FAR 16.206-1 describes the basic structure of a fixed-ceiling-price contract with retroactive price redetermination. This section covers two core features: a fixed ceiling price that limits the Government’s payment exposure, and a later, retroactive redetermination of the final price after the contract is completed. In practice, the clause is used when the parties need a firm upper limit during performance but cannot determine the final fair price in advance with enough confidence to use a fully fixed-price arrangement. The section matters because it tells contractors and contracting officers that the contract price is not finally settled at award, even though the ceiling is binding, and that the final amount will be adjusted after completion based on the redetermination process. It is a risk-allocation tool: the contractor bears the risk of costs above the ceiling, while both parties accept that the final price will be established later within that ceiling. Understanding this structure is important for pricing, accounting, cash flow, and closeout because the ceiling controls payment during performance, but the final contract price remains open until redetermination is completed.
- 16.206-2
Application.
FAR 16.206-2 explains when a fixed-ceiling-price contract with retroactive price redetermination may be used and what must happen before award.

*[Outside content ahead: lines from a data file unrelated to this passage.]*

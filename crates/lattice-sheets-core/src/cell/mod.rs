//! Cell-related types and utilities
//!
//! This module contains:
//! - [`CellValue`] - The value stored in a cell
//! - [`CellAddress`] - A cell's location (e.g., "A1")
//! - [`Area`] - A rectangle of cells (e.g., "A1:B10", "C:D")
//! - [`MemoryGrid`] - Sparse in-memory value grid

mod address;
mod storage;
mod value;

pub use address::{Area, AreaIterator, CellAddress};
pub use storage::MemoryGrid;
pub use value::{CellError, CellValue};
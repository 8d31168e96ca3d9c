//! Cell value types
//!
//! Values are opaque to the structural store: the grid keeps them and rule
//! results carry them, but nothing here computes them.

use std::fmt;

/// A typed value held by the grid or produced by a rule evaluator
#[derive(Debug, Clone, PartialEq, Default)]
#[cfg_attr(feature = "serde", derive(serde::Serialize, serde::Deserialize))]
pub enum CellValue {
    /// Empty cell (no value)
    #[default]
    Empty,

    /// Boolean value (TRUE/FALSE)
    Boolean(bool),

    /// Numeric value
    Number(f64),

    /// Text value
    Text(String),

    /// Error value (#VALUE!, #REF!, etc.)
    Error(CellError),
}

impl CellValue {
    /// Create a new text value
    pub fn text<S: Into<String>>(s: S) -> Self {
        CellValue::Text(s.into())
    }

    /// Check if the cell is empty
    pub fn is_empty(&self) -> bool {
        matches!(self, CellValue::Empty)
    }

    /// Check if the cell contains an error
    pub fn is_error(&self) -> bool {
        matches!(self, CellValue::Error(_))
    }

    /// Try to get the value as a number
    pub fn as_number(&self) -> Option<f64> {
        match self {
            CellValue::Number(n) => Some(*n),
            CellValue::Boolean(true) => Some(1.0),
            CellValue::Boolean(false) => Some(0.0),
            _ => None,
        }
    }

    /// Try to get the value as a string
    pub fn as_text(&self) -> Option<&str> {
        match self {
            CellValue::Text(s) => Some(s.as_str()),
            _ => None,
        }
    }

    /// Truthiness used by boolean-like rule results
    ///
    /// Numbers are truthy when non-zero, text when non-empty; errors and
    /// empty cells never are.
    pub fn is_truthy(&self) -> bool {
        match self {
            CellValue::Empty | CellValue::Error(_) => false,
            CellValue::Boolean(b) => *b,
            CellValue::Number(n) => *n != 0.0 && !n.is_nan(),
            CellValue::Text(s) => !s.is_empty(),
        }
    }

    /// Get a type name for diagnostics
    pub fn type_name(&self) -> &'static str {
        match self {
            CellValue::Empty => "empty",
            CellValue::Boolean(_) => "boolean",
            CellValue::Number(_) => "number",
            CellValue::Text(_) => "text",
            CellValue::Error(_) => "error",
        }
    }
}

impl fmt::Display for CellValue {
    fn fmt(&self, f: &mut fmt::Formatter<'_>) -> fmt::Result {
        match self {
            CellValue::Empty => write!(f, ""),
            CellValue::Boolean(b) => write!(f, "{}", if *b { "TRUE" } else { "FALSE" }),
            CellValue::Number(n) => write!(f, "{}", n),
            CellValue::Text(s) => write!(f, "{}", s),
            CellValue::Error(e) => write!(f, "{}", e),
        }
    }
}

impl From<bool> for CellValue {
    fn from(b: bool) -> Self {
        CellValue::Boolean(b)
    }
}

impl From<i32> for CellValue {
    fn from(n: i32) -> Self {
        CellValue::Number(n as f64)
    }
}

impl From<f64> for CellValue {
    fn from(n: f64) -> Self {
        CellValue::Number(n)
    }
}

impl From<&str> for CellValue {
    fn from(s: &str) -> Self {
        CellValue::text(s)
    }
}

impl From<String> for CellValue {
    fn from(s: String) -> Self {
        CellValue::Text(s)
    }
}

impl From<CellError> for CellValue {
    fn from(e: CellError) -> Self {
        CellValue::Error(e)
    }
}

/// Spreadsheet error values
#[derive(Debug, Clone, Copy, PartialEq, Eq, Hash)]
#[cfg_attr(feature = "serde", derive(serde::Serialize, serde::Deserialize))]
pub enum CellError {
    /// #DIV/0!
    Div0,
    /// #VALUE!
    Value,
    /// #REF!
    Ref,
    /// #NAME?
    Name,
    /// #NUM!
    Num,
    /// #N/A
    Na,
}

impl CellError {
    /// Get the display string for this error
    pub fn as_str(&self) -> &'static str {
        match self {
            CellError::Div0 => "#DIV/0!",
            CellError::Value => "#VALUE!",
            CellError::Ref => "#REF!",
            CellError::Name => "#NAME?",
            CellError::Num => "#NUM!",
            CellError::Na => "#N/A",
        }
    }

    /// Parse an error literal such as `#REF!` (case-insensitive)
    pub fn from_code(code: &str) -> Option<Self> {
        [
            CellError::Div0,
            CellError::Value,
            CellError::Ref,
            CellError::Name,
            CellError::Num,
            CellError::Na,
        ]
        .into_iter()
        .find(|e| e.as_str().eq_ignore_ascii_case(code))
    }
}

impl fmt::Display for CellError {
    fn fmt(&self, f: &mut fmt::Formatter<'_>) -> fmt::Result {
        write!(f, "{}", self.as_str())
    }
}

#[cfg(test)]
mod tests {
    use super::*;

    #[test]
    fn test_cell_value_conversions() {
        assert_eq!(CellValue::from(true), CellValue::Boolean(true));
        assert_eq!(CellValue::from(42), CellValue::Number(42.0));
        assert_eq!(CellValue::from("x"), CellValue::Text("x".into()));
    }

    #[test]
    fn test_truthiness() {
        assert!(CellValue::Number(-1.0).is_truthy());
        assert!(!CellValue::Number(0.0).is_truthy());
        assert!(!CellValue::Number(f64::NAN).is_truthy());
        assert!(CellValue::text("yes").is_truthy());
        assert!(!CellValue::text("").is_truthy());
        assert!(!CellValue::Error(CellError::Na).is_truthy());
        assert!(!CellValue::Empty.is_truthy());
    }

    #[test]
    fn test_display() {
        assert_eq!(CellValue::Boolean(false).to_string(), "FALSE");
        assert_eq!(CellValue::Error(CellError::Ref).to_string(), "#REF!");
    }

    #[test]
    fn test_error_codes() {
        assert_eq!(CellError::from_code("#n/a"), Some(CellError::Na));
        assert_eq!(CellError::from_code("#DIV/0!"), Some(CellError::Div0));
        assert_eq!(CellError::from_code("#NOPE"), None);
    }
}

It is aimed at research and development contracts at or below the simplified acquisition threshold when the government and contractor cannot negotiate a fair and reasonable firm fixed price at the outset, and when the dollar amount and short performance period make other fixed-price contract types impracticable. The section also addresses how to set the ceiling price, when that ceiling may be changed, how the billing price should be negotiated, and what the contracting officer must communicate to the contractor about how performance will be evaluated in the later price redetermination. In practice, this is a narrow, specialized contract type used only when normal fixed-price approaches do not fit the circumstances. Its purpose is to allow award to proceed despite pricing uncertainty while still protecting the government through a negotiated ceiling and later retroactive price adjustment based on the contractor’s actual performance and management effectiveness.
- 16.206-3
Limitations.
FAR 16.206-3 sets strict limits on when a contract with price redetermination may be used. It covers four specific conditions: the contract must be for research and development, the estimated cost must be at or below the simplified acquisition threshold, the contractor must have an accounting system adequate for price redetermination, and there must be reasonable assurance that the redetermination will occur promptly at the specified time. It also requires written approval by the head of the contracting activity, or a higher-level official if agency procedures require it. The purpose of these limits is to reserve this contract type for narrow, low-dollar R&D situations where cost uncertainty exists but can still be managed responsibly. In practice, this section protects the Government from using a specialized pricing arrangement unless the administrative controls, timing, and approval level are all in place.
- 16.206-4
Contract clause.
FAR 16.206-4 tells contracting officers when they must include the Price Redetermination-Retroactive clause at FAR 52.216-6 in negotiated solicitations and contracts. This section is narrow but important: it applies only when a fixed-price contract is contemplated and the conditions in FAR 16.206-2 and 16.206-3(a) through (d) are met. In practice, it links the decision to use a retroactive price redetermination arrangement to the specific circumstances that justify it, and it makes the clause mandatory once those conditions exist. The purpose is to ensure the contract contains the mechanism needed to later adjust the price retroactively based on the required redetermination process. For contractors, this means the final price is not fully settled at award and may change later under the clause’s terms. For contracting officers, it means they must recognize when the regulatory prerequisites are present and include the correct clause in both the solicitation and the contract.